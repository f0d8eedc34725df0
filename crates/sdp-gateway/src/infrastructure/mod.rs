//! Infrastructure layer for the gateway.
//!
//! Contains the OS-facing adapters: the UDP knock port, the TLS listener,
//! the upstream proxy and configuration file loading.
//!
//! **Dependency rule**: this layer may depend on `application` and `sdp_core`,
//! but MUST NOT be imported by the `application` layer.

pub mod network;
pub mod proxy;
pub mod runtime;
pub mod storage;
pub mod tls;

----------------

**Work item:** Keeping every word and mark as it is, print the entries above.

**Task solution:**
repository f0d8eedc34725df0
filename crates/sdp-gateway/src/infrastructure/mod.rs
//! Infrastructure layer for the gateway.
//!
//! Contains the OS-facing adapters: the UDP knock port, the TLS listener,
//! the upstream proxy and configuration file loading.
//!
//! **Dependency rule**: this layer may depend on `application` and `sdp_core`,
//! but MUST NOT be imported by the `application` layer.

pub mod network;
pub mod proxy;
pub mod runtime;
pub mod storage;
pub mod tls;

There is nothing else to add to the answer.